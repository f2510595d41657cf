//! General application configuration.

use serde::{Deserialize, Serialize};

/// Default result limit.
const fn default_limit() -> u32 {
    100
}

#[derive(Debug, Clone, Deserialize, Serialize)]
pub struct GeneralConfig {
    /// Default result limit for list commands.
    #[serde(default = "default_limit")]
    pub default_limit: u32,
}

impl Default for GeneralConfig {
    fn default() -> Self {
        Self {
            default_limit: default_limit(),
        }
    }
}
+++
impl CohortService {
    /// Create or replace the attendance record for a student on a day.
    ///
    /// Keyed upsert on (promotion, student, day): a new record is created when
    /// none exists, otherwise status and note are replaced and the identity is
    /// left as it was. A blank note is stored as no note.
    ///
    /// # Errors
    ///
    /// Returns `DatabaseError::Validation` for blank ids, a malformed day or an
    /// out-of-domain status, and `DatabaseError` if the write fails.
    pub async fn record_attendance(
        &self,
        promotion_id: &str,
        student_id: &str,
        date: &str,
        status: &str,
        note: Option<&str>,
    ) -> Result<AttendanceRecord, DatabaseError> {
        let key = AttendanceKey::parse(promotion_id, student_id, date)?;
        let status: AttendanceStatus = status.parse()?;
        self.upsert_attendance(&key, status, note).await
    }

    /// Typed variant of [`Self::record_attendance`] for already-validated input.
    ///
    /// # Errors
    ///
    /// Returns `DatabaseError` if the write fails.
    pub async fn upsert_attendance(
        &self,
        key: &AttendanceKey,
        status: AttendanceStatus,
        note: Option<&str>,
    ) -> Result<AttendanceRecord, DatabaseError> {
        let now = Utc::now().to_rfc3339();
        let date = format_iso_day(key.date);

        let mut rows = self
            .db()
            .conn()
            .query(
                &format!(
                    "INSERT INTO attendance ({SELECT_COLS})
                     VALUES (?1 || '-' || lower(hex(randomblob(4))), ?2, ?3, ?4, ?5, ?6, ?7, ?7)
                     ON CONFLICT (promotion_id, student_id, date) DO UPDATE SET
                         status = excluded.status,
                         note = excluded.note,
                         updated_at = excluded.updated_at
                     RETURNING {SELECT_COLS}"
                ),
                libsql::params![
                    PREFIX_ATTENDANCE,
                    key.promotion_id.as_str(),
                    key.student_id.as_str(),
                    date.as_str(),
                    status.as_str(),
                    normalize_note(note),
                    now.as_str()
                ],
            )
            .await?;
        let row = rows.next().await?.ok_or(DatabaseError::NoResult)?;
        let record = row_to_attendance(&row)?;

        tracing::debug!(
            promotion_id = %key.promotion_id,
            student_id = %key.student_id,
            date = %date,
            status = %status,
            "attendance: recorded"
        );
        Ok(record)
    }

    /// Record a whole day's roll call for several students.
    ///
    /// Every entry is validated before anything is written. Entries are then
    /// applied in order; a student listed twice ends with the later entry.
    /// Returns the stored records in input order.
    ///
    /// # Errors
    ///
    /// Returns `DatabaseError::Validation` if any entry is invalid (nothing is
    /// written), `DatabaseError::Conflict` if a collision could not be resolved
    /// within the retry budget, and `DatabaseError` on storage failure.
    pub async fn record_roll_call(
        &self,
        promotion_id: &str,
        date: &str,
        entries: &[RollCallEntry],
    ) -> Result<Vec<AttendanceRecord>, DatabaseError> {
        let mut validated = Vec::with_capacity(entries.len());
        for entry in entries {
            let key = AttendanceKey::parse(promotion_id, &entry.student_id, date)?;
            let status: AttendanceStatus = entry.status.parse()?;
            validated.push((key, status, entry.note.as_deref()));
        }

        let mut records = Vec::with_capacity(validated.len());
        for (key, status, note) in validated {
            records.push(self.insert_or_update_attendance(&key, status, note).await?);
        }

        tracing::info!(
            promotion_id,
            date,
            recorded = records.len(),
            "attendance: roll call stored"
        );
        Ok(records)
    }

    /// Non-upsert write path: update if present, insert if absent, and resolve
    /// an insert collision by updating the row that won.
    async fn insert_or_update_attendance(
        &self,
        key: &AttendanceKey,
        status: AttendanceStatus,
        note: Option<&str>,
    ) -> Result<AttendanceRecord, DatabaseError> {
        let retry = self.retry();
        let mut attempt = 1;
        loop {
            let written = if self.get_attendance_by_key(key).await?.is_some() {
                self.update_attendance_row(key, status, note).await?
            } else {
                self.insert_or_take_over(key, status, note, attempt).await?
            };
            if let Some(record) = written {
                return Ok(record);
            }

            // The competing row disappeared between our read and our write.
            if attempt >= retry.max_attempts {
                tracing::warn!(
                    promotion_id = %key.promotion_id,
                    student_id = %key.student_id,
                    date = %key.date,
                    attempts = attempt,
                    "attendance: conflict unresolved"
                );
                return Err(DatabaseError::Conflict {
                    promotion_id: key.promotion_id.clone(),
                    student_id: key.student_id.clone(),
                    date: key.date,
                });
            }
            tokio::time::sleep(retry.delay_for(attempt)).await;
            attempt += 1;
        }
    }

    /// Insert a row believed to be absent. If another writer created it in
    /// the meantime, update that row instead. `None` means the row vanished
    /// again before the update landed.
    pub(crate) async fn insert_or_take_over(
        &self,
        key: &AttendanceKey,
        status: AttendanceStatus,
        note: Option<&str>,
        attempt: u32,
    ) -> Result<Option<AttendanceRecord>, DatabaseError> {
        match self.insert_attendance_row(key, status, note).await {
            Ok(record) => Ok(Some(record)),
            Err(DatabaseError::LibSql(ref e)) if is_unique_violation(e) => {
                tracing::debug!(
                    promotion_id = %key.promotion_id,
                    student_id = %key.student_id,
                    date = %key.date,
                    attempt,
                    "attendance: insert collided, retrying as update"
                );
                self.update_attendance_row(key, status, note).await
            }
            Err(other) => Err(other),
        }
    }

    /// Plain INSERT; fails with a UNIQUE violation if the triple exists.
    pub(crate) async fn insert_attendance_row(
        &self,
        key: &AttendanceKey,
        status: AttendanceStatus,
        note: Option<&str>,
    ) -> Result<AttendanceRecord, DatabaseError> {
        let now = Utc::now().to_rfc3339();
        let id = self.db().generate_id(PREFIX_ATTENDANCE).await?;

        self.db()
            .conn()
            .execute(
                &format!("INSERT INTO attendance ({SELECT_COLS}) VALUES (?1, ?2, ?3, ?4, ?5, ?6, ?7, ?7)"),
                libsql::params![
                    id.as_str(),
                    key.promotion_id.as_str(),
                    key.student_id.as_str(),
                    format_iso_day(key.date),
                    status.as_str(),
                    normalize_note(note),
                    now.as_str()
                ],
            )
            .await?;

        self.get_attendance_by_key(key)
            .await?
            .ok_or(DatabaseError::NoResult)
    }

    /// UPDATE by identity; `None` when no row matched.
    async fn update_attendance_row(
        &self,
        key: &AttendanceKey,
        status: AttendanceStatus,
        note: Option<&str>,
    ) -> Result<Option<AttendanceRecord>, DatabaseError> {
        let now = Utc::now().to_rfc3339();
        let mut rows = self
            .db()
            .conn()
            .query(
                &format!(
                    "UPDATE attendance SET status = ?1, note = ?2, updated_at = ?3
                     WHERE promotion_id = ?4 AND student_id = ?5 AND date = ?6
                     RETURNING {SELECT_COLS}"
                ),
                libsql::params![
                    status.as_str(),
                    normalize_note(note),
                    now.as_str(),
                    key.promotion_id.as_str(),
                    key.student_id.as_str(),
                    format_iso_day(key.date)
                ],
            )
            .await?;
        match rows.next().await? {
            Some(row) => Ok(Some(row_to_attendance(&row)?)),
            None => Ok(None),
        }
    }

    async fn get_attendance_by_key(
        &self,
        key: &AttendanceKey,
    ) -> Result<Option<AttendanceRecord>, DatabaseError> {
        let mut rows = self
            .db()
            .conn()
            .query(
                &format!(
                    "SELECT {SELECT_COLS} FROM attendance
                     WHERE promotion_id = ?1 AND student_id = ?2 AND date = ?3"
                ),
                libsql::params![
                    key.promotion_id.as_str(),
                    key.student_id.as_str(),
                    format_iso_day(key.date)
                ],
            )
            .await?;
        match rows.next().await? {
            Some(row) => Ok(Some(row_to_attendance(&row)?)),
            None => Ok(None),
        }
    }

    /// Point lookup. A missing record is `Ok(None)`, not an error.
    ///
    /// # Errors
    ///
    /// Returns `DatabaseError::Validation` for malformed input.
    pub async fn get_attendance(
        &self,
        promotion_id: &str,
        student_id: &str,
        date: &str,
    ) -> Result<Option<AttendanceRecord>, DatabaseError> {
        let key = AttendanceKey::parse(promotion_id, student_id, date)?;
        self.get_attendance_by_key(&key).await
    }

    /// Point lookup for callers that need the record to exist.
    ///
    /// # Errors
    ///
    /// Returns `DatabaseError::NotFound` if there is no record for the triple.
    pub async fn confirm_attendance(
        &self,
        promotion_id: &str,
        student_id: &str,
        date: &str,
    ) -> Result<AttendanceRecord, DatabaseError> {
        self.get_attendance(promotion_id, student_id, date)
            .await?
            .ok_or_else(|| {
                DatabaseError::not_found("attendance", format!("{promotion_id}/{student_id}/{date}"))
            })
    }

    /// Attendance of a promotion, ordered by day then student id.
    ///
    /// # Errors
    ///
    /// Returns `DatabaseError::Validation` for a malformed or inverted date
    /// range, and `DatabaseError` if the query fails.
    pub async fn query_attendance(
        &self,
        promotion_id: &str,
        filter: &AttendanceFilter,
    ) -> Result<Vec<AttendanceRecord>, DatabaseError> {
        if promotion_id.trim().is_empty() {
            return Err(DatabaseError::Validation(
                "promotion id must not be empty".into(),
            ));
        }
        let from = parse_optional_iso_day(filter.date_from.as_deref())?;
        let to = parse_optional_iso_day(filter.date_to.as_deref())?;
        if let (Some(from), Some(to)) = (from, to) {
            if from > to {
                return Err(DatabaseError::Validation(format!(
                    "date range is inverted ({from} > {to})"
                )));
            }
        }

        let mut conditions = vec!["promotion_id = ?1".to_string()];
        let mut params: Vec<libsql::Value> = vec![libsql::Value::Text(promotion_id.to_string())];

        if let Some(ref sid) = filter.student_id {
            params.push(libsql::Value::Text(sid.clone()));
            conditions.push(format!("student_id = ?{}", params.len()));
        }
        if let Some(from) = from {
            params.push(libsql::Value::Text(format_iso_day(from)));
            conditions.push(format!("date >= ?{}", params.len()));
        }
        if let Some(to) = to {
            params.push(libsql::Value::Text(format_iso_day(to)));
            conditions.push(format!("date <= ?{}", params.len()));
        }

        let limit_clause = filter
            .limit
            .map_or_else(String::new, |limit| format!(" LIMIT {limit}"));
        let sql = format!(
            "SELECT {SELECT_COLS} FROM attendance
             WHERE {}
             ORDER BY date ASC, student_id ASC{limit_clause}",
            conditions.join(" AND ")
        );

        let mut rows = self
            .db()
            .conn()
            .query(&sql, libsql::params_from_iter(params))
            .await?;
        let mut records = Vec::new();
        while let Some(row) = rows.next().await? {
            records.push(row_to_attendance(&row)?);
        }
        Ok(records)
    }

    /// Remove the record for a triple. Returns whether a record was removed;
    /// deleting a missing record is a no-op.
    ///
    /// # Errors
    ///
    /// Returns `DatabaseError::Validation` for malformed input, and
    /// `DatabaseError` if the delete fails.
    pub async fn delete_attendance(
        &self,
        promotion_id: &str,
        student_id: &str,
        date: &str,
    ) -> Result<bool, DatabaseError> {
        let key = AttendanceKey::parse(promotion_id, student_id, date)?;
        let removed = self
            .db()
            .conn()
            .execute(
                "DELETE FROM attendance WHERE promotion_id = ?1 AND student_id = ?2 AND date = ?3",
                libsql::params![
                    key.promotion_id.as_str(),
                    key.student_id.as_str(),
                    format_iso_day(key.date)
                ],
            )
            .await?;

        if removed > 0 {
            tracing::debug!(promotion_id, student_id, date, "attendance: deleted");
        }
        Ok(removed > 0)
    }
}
+++
> _Your goal_:
Return every line from the entries above that contains the word "filter".

> _Problem solution_:
        filter: &AttendanceFilter,
        let from = parse_optional_iso_day(filter.date_from.as_deref())?;
        let to = parse_optional_iso_day(filter.date_to.as_deref())?;
        if let Some(ref sid) = filter.student_id {
        let limit_clause = filter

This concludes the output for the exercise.